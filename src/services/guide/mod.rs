//! Guide session and event orchestration
//!
//! The GuideSession owns everything a running guide needs:
//! - Position acquisition (one-shot locate plus continuous watch)
//! - Story catalog and its lock table
//! - Walk engine and its background route/refresh signals
//! - Notification publishing
//!
//! All state changes happen on the single task running `run`.

mod handlers;

use crate::domain::error::{AdvisoryKind, LocationError};
use crate::domain::types::{Coordinate, PositionSample, TargetId, Transition, WalkId};
use crate::domain::walk::WalkLibrary;
use crate::infra::config::Config;
use crate::infra::metrics::Metrics;
use crate::infra::task::ScopedTask;
use crate::io::notify_channel::NotificationSender;
use crate::services::catalog::{StoryCatalog, StoryView};
use crate::services::geolocator::Geolocator;
use crate::services::route::RouteProvider;
use crate::services::walk_engine::{WalkEngine, WalkNotice, WalkSignal, WalkSnapshot};
use serde::Serialize;
use std::sync::Arc;
use std::time::Instant;
use tokio::sync::{mpsc, oneshot, watch};
use tracing::{debug, info, warn};

/// Buffer between the position watch callback and the session loop
const SAMPLE_BUFFER: usize = 64;
/// Buffer for route results and refresh ticks
const SIGNAL_BUFFER: usize = 64;

/// User commands accepted by the session
#[derive(Debug, Clone, PartialEq)]
pub enum Command {
    StartWalk(WalkId),
    /// Dismiss the walk intro
    Acknowledge,
    /// Continue to the next waypoint
    Advance,
    EndWalk,
    Filter { search: String, category: String },
    /// Stories by distance from the current position
    Nearby,
    OpenStory(TargetId),
    Status,
}

impl Command {
    pub fn as_str(&self) -> &'static str {
        match self {
            Command::StartWalk(_) => "start_walk",
            Command::Acknowledge => "acknowledge",
            Command::Advance => "advance",
            Command::EndWalk => "end_walk",
            Command::Filter { .. } => "filter",
            Command::Nearby => "nearby",
            Command::OpenStory(_) => "open_story",
            Command::Status => "status",
        }
    }
}

#[derive(Debug, Clone, PartialEq, Serialize)]
pub struct GuideSnapshot {
    pub position: Option<Coordinate>,
    pub captured_at: Option<u64>,
    /// True while the configured default coordinate stands in for a fix
    pub using_default_position: bool,
    pub stories: Vec<StoryView>,
    pub unlocked: usize,
    pub walk: WalkSnapshot,
}

pub struct GuideSession {
    pub(crate) config: Config,
    pub(crate) catalog: StoryCatalog,
    pub(crate) walks: WalkEngine,
    pub(crate) geolocator: Geolocator,
    pub(crate) notifier: NotificationSender,
    pub(crate) metrics: Arc<Metrics>,
    /// Latest good fix
    pub(crate) position: Option<PositionSample>,
    pub(crate) using_default_position: bool,
    signal_rx: mpsc::Receiver<WalkSignal>,
}

impl GuideSession {
    pub fn new(
        config: Config,
        catalog: StoryCatalog,
        library: WalkLibrary,
        geolocator: Geolocator,
        provider: Arc<dyn RouteProvider>,
        notifier: NotificationSender,
        metrics: Arc<Metrics>,
    ) -> Self {
        let (signal_tx, signal_rx) = mpsc::channel(SIGNAL_BUFFER);
        let walks = WalkEngine::new(library, provider, signal_tx, &config, metrics.clone());
        Self {
            config,
            catalog,
            walks,
            geolocator,
            notifier,
            metrics,
            position: None,
            using_default_position: false,
            signal_rx,
        }
    }

    pub fn catalog(&self) -> &StoryCatalog {
        &self.catalog
    }

    pub fn walks(&self) -> &WalkEngine {
        &self.walks
    }

    /// Current position, or the configured default when no fix is known
    pub fn origin(&self) -> Coordinate {
        self.position.map(|s| s.coord).unwrap_or_else(|| self.config.default_position())
    }

    /// One-shot fix. On failure the default coordinate is used for ordering
    /// and routing, and an advisory is published; it never unlocks stories.
    pub async fn locate(&mut self) -> Coordinate {
        let result = self.geolocator.request_once().await;
        self.on_located(result)
    }

    /// Apply the outcome of a one-shot request
    pub fn on_located(&mut self, result: Result<PositionSample, LocationError>) -> Coordinate {
        match result {
            Ok(sample) => {
                // A newer watch fix may have landed first
                if self.position.map_or(true, |p| p.captured_at <= sample.captured_at) {
                    self.apply_position(sample);
                }
                self.origin()
            }
            Err(e) => {
                let fallback = self.config.default_position();
                warn!(error = %e, fallback = %fallback, "using_default_position");
                if self.position.is_none() {
                    self.using_default_position = true;
                }
                self.notifier.advisory(
                    AdvisoryKind::LocationUnavailable,
                    format!("{e}; showing stories around the default location"),
                );
                self.origin()
            }
        }
    }

    /// Feed a fix through the gate and the walk engine
    pub fn apply_position(&mut self, sample: PositionSample) {
        let started = Instant::now();
        self.position = Some(sample);
        self.using_default_position = false;

        let events = self.catalog.apply_position(&sample);
        for event in &events {
            self.metrics.record_proximity_event(event.transition == Transition::Entered);
            let title = self.catalog.get(&event.target_id).map(|t| t.title.as_str()).unwrap_or("");
            self.notifier.proximity(event, title);

            let notices = self.walks.on_proximity(event);
            self.publish_walk(notices);
        }

        self.metrics.record_update_latency(started.elapsed().as_micros() as u64);
        debug!(
            position = %sample.coord,
            events = %events.len(),
            unlocked = %self.catalog.lock_table().unlocked_count(),
            "position_applied"
        );
    }

    /// Route result or refresh tick from the walk engine's tasks
    pub fn on_signal(&mut self, signal: WalkSignal) {
        let notices = self.walks.on_signal(signal, &self.catalog);
        self.publish_walk(notices);
    }

    pub(crate) fn publish_walk(&self, notices: Vec<WalkNotice>) {
        for notice in notices {
            if let WalkNotice::RoutingDegraded { reason, .. } = &notice {
                self.notifier.advisory(
                    AdvisoryKind::RoutingUnavailable,
                    format!("routing unavailable ({reason}); showing straight-line distance"),
                );
            }
            self.notifier.walk(notice);
        }
    }

    pub fn snapshot(&self) -> GuideSnapshot {
        GuideSnapshot {
            position: self.position.map(|s| s.coord),
            captured_at: self.position.map(|s| s.captured_at),
            using_default_position: self.using_default_position,
            stories: self.catalog.locks(),
            unlocked: self.catalog.lock_table().unlocked_count(),
            walk: self.walks.snapshot(),
        }
    }

    /// Main loop - runs until shutdown is signalled
    ///
    /// Positions come from the geolocator's watch callback through a bounded
    /// channel; when it is full the sample is skipped and the next one is
    /// used instead. The initial one-shot fix runs on its own task and is
    /// applied when it lands, followed by the nearby listing.
    pub async fn run(
        &mut self,
        mut commands: mpsc::Receiver<Command>,
        mut shutdown: watch::Receiver<bool>,
    ) {
        let (locate_tx, mut locate_rx) = oneshot::channel();
        let request = self.geolocator.one_shot();
        let _locate_task = ScopedTask::spawn(async move {
            let _ = locate_tx.send(request.run().await);
        });
        let mut locating = true;

        let (sample_tx, mut sample_rx) = mpsc::channel::<PositionSample>(SAMPLE_BUFFER);
        self.geolocator.start_watching(move |sample| {
            if sample_tx.try_send(sample).is_err() {
                debug!(position = %sample.coord, "position_sample_skipped");
            }
        });
        info!(
            stories = %self.catalog.len(),
            walks = %self.walks.library().len(),
            "guide_session_started"
        );

        let mut commands_open = true;
        loop {
            tokio::select! {
                result = shutdown.changed() => {
                    if result.is_err() || *shutdown.borrow() {
                        break;
                    }
                }
                result = &mut locate_rx, if locating => {
                    locating = false;
                    self.on_located(result.unwrap_or(Err(LocationError::PositionUnavailable)));
                    self.handle_command(Command::Nearby);
                }
                Some(sample) = sample_rx.recv() => {
                    self.apply_position(sample);
                }
                Some(signal) = self.signal_rx.recv() => {
                    self.on_signal(signal);
                }
                command = commands.recv(), if commands_open => {
                    match command {
                        Some(c) => self.handle_command(c),
                        None => {
                            // Input closed; keep following the position
                            commands_open = false;
                            debug!("command_channel_closed");
                        }
                    }
                }
            }
        }

        self.shutdown();
    }

    /// Release the watch and any walk in progress
    pub fn shutdown(&mut self) {
        self.geolocator.stop_watching();
        let notices = self.walks.end();
        self.publish_walk(notices);
        info!("guide_session_stopped");
    }
}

────────

* [The task]
Output exactly the span of lines beginning at the first line of the records and ending at the line that holds "use std::sync::Arc;", inclusive, with no other text.

* [Reply]
filename src/services/guide/mod.rs
//! Guide session and event orchestration
//!
//! The GuideSession owns everything a running guide needs:
//! - Position acquisition (one-shot locate plus continuous watch)
//! - Story catalog and its lock table
//! - Walk engine and its background route/refresh signals
//! - Notification publishing
//!
//! All state changes happen on the single task running `run`.

mod handlers;

use crate::domain::error::{AdvisoryKind, LocationError};
use crate::domain::types::{Coordinate, PositionSample, TargetId, Transition, WalkId};
use crate::domain::walk::WalkLibrary;
use crate::infra::config::Config;
use crate::infra::metrics::Metrics;
use crate::infra::task::ScopedTask;
use crate::io::notify_channel::NotificationSender;
use crate::services::catalog::{StoryCatalog, StoryView};
use crate::services::geolocator::Geolocator;
use crate::services::route::RouteProvider;
use crate::services::walk_engine::{WalkEngine, WalkNotice, WalkSignal, WalkSnapshot};
use serde::Serialize;
use std::sync::Arc;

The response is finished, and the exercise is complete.